• **What is required**
For each record below, write an exact copy.

• **Data for this exercise**
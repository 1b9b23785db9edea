//! Quiz, review and timed-challenge sessions.

pub mod challenge;
pub mod countdown;
pub mod drill;
pub mod grading;
pub mod model;
pub mod routes;
pub mod service;

use std::{collections::HashMap, sync::Arc, time::Duration};

use serde::Serialize;
use thiserror::Error;
use tokio::{
    sync::{Mutex, RwLock},
    time::Instant,
};
use uuid::Uuid;

pub use challenge::ChallengeSession;
pub use countdown::Countdown;
pub use drill::DrillSession;
pub use model::Summary;
pub use routes::routes;

/// Rejected session transition
#[derive(Error, Debug, Clone, Copy, PartialEq, Eq)]
pub enum SessionError {
    #[error("Session is not accepting answers")]
    NotActive,
    #[error("Question has already been answered")]
    AlreadyAnswered,
    #[error("Answer the current question first")]
    NotAnswered,
    #[error("Session results were already recorded")]
    AlreadyEmitted,
    #[error("Time is up")]
    TimeUp,
    #[error("Answer must not be empty")]
    EmptyAnswer,
    #[error("Previous answer is still being evaluated")]
    Evaluating,
}

#[derive(Debug, Clone, Copy, PartialEq, Eq, Hash, Serialize)]
#[serde(rename_all = "lowercase")]
pub enum SessionKind {
    Quiz,
    Review,
    Challenge,
}

impl SessionKind {
    pub const fn as_str(self) -> &'static str {
        match self {
            Self::Quiz => "quiz",
            Self::Review => "review",
            Self::Challenge => "challenge",
        }
    }
}

/// Session lifecycle.
///
/// `Loading → Active → Evaluating → Answered → (Active | Complete) → Emitted`,
/// or `Exited` from anywhere before emission.
#[derive(Debug, Clone, Copy, PartialEq, Eq, Serialize)]
#[serde(rename_all = "camelCase")]
pub enum Phase {
    Loading,
    Active,
    Evaluating,
    Answered,
    Complete,
    Emitted,
    Exited,
}

/// A registered session
#[derive(Debug)]
pub enum Session {
    Drill(DrillSession),
    Challenge(ChallengeSession),
    /// Results recorded; only the summary remains
    Finished(Summary),
}

impl Session {
    pub fn kind(&self) -> SessionKind {
        match self {
            Self::Drill(drill) => drill.kind(),
            Self::Challenge(_) => SessionKind::Challenge,
            Self::Finished(summary) => summary.kind,
        }
    }
}

pub type SessionSlot = Arc<Mutex<Session>>;

#[derive(Debug)]
struct Entry {
    slot: SessionSlot,
    last_seen: Instant,
}

/// In-flight and finished sessions by id.
///
/// Sessions nobody has looked at for a while are dropped by [`sweep`](Self::sweep).
#[derive(Debug, Clone, Default)]
pub struct SessionRegistry {
    entries: Arc<RwLock<HashMap<Uuid, Entry>>>,
}

impl SessionRegistry {
    pub fn new() -> Self {
        Self::default()
    }

    /// Register a session under a fresh id
    pub async fn insert(&self, session: Session) -> (Uuid, SessionSlot) {
        let id = Uuid::new_v4();
        let slot = Arc::new(Mutex::new(session));
        let entry = Entry {
            slot: Arc::clone(&slot),
            last_seen: Instant::now(),
        };
        self.entries.write().await.insert(id, entry);
        (id, slot)
    }

    /// Look up a session and mark it as seen
    pub async fn get(&self, id: Uuid) -> Option<SessionSlot> {
        let mut entries = self.entries.write().await;
        let entry = entries.get_mut(&id)?;
        entry.last_seen = Instant::now();
        Some(Arc::clone(&entry.slot))
    }

    pub async fn remove(&self, id: Uuid) -> Option<SessionSlot> {
        self.entries.write().await.remove(&id).map(|entry| entry.slot)
    }

    /// Drop sessions unseen for at least `idle`. A session busy grading is
    /// kept until the next sweep. Returns how many were dropped.
    pub async fn sweep(&self, idle: Duration) -> usize {
        let mut entries = self.entries.write().await;
        let before = entries.len();
        entries.retain(|_, entry| {
            entry.last_seen.elapsed() < idle || entry.slot.try_lock().is_err()
        });
        before - entries.len()
    }

    /// Number of registered sessions
    pub async fn len(&self) -> usize {
        self.entries.read().await.len()
    }
}

#[cfg(test)]
mod tests {
    use super::*;

    fn finished() -> Session {
        Session::Finished(Summary::empty(SessionKind::Review, 0))
    }

    #[tokio::test(start_paused = true)]
    async fn test_sweep_drops_idle_sessions() {
        let registry = SessionRegistry::new();
        let ttl = Duration::from_secs(600);

        let (stale, _) = registry.insert(finished()).await;
        let (watched, _) = registry.insert(finished()).await;

        tokio::time::sleep(Duration::from_secs(400)).await;
        assert!(registry.get(watched).await.is_some());
        assert_eq!(registry.sweep(ttl).await, 0);

        tokio::time::sleep(Duration::from_secs(300)).await;
        assert_eq!(registry.sweep(ttl).await, 1);
        assert!(registry.get(stale).await.is_none());
        assert!(registry.get(watched).await.is_some());
        assert_eq!(registry.len().await, 1);
    }

    #[tokio::test(start_paused = true)]
    async fn test_sweep_keeps_busy_session() {
        let registry = SessionRegistry::new();
        let (id, slot) = registry.insert(finished()).await;

        tokio::time::sleep(Duration::from_secs(60)).await;
        let guard = slot.lock().await;
        assert_eq!(registry.sweep(Duration::from_secs(30)).await, 0);
        drop(guard);

        assert_eq!(registry.sweep(Duration::from_secs(30)).await, 1);
        assert!(registry.get(id).await.is_none());
    }
}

• **Result of this exercise**
repository 1b9b23785db9edea
//! Quiz, review and timed-challenge sessions.

pub mod challenge;
pub mod countdown;
pub mod drill;
pub mod grading;
pub mod model;
pub mod routes;
pub mod service;

use std::{collections::HashMap, sync::Arc, time::Duration};

use serde::Serialize;
use thiserror::Error;
use tokio::{
    sync::{Mutex, RwLock},
    time::Instant,
};
use uuid::Uuid;

pub use challenge::ChallengeSession;
pub use countdown::Countdown;
pub use drill::DrillSession;
pub use model::Summary;
pub use routes::routes;

/// Rejected session transition
#[derive(Error, Debug, Clone, Copy, PartialEq, Eq)]
pub enum SessionError {
    #[error("Session is not accepting answers")]
    NotActive,
    #[error("Question has already been answered")]
    AlreadyAnswered,
    #[error("Answer the current question first")]
    NotAnswered,
    #[error("Session results were already recorded")]
    AlreadyEmitted,
    #[error("Time is up")]
    TimeUp,
    #[error("Answer must not be empty")]
    EmptyAnswer,
    #[error("Previous answer is still being evaluated")]
    Evaluating,
}

#[derive(Debug, Clone, Copy, PartialEq, Eq, Hash, Serialize)]
#[serde(rename_all = "lowercase")]
pub enum SessionKind {
    Quiz,
    Review,
    Challenge,
}

impl SessionKind {
    pub const fn as_str(self) -> &'static str {
        match self {
            Self::Quiz => "quiz",
            Self::Review => "review",
            Self::Challenge => "challenge",
        }
    }
}

/// Session lifecycle.
///
/// `Loading → Active → Evaluating → Answered → (Active | Complete) → Emitted`,
/// or `Exited` from anywhere before emission.
#[derive(Debug, Clone, Copy, PartialEq, Eq, Serialize)]
#[serde(rename_all = "camelCase")]
pub enum Phase {
    Loading,
    Active,
    Evaluating,
    Answered,
    Complete,
    Emitted,
    Exited,
}

/// A registered session
#[derive(Debug)]
pub enum Session {
    Drill(DrillSession),
    Challenge(ChallengeSession),
    /// Results recorded; only the summary remains
    Finished(Summary),
}

impl Session {
    pub fn kind(&self) -> SessionKind {
        match self {
            Self::Drill(drill) => drill.kind(),
            Self::Challenge(_) => SessionKind::Challenge,
            Self::Finished(summary) => summary.kind,
        }
    }
}

pub type SessionSlot = Arc<Mutex<Session>>;

#[derive(Debug)]
struct Entry {
    slot: SessionSlot,
    last_seen: Instant,
}

/// In-flight and finished sessions by id.
///
/// Sessions nobody has looked at for a while are dropped by [`sweep`](Self::sweep).
#[derive(Debug, Clone, Default)]
pub struct SessionRegistry {
    entries: Arc<RwLock<HashMap<Uuid, Entry>>>,
}

impl SessionRegistry {
    pub fn new() -> Self {
        Self::default()
    }

    /// Register a session under a fresh id
    pub async fn insert(&self, session: Session) -> (Uuid, SessionSlot) {
        let id = Uuid::new_v4();
        let slot = Arc::new(Mutex::new(session));
        let entry = Entry {
            slot: Arc::clone(&slot),
            last_seen: Instant::now(),
        };
        self.entries.write().await.insert(id, entry);
        (id, slot)
    }

    /// Look up a session and mark it as seen
    pub async fn get(&self, id: Uuid) -> Option<SessionSlot> {
        let mut entries = self.entries.write().await;
        let entry = entries.get_mut(&id)?;
        entry.last_seen = Instant::now();
        Some(Arc::clone(&entry.slot))
    }

    pub async fn remove(&self, id: Uuid) -> Option<SessionSlot> {
        self.entries.write().await.remove(&id).map(|entry| entry.slot)
    }

    /// Drop sessions unseen for at least `idle`. A session busy grading is
    /// kept until the next sweep. Returns how many were dropped.
    pub async fn sweep(&self, idle: Duration) -> usize {
        let mut entries = self.entries.write().await;
        let before = entries.len();
        entries.retain(|_, entry| {
            entry.last_seen.elapsed() < idle || entry.slot.try_lock().is_err()
        });
        before - entries.len()
    }

    /// Number of registered sessions
    pub async fn len(&self) -> usize {
        self.entries.read().await.len()
    }
}

#[cfg(test)]
mod tests {
    use super::*;

    fn finished() -> Session {
        Session::Finished(Summary::empty(SessionKind::Review, 0))
    }

    #[tokio::test(start_paused = true)]
    async fn test_sweep_drops_idle_sessions() {
        let registry = SessionRegistry::new();
        let ttl = Duration::from_secs(600);

        let (stale, _) = registry.insert(finished()).await;
        let (watched, _) = registry.insert(finished()).await;

        tokio::time::sleep(Duration::from_secs(400)).await;
        assert!(registry.get(watched).await.is_some());
        assert_eq!(registry.sweep(ttl).await, 0);

        tokio::time::sleep(Duration::from_secs(300)).await;
        assert_eq!(registry.sweep(ttl).await, 1);
        assert!(registry.get(stale).await.is_none());
        assert!(registry.get(watched).await.is_some());
        assert_eq!(registry.len().await, 1);
    }

    #[tokio::test(start_paused = true)]
    async fn test_sweep_keeps_busy_session() {
        let registry = SessionRegistry::new();
        let (id, slot) = registry.insert(finished()).await;

        tokio::time::sleep(Duration::from_secs(60)).await;
        let guard = slot.lock().await;
        assert_eq!(registry.sweep(Duration::from_secs(30)).await, 0);
        drop(guard);

        assert_eq!(registry.sweep(Duration::from_secs(30)).await, 1);
        assert!(registry.get(id).await.is_none());
    }
}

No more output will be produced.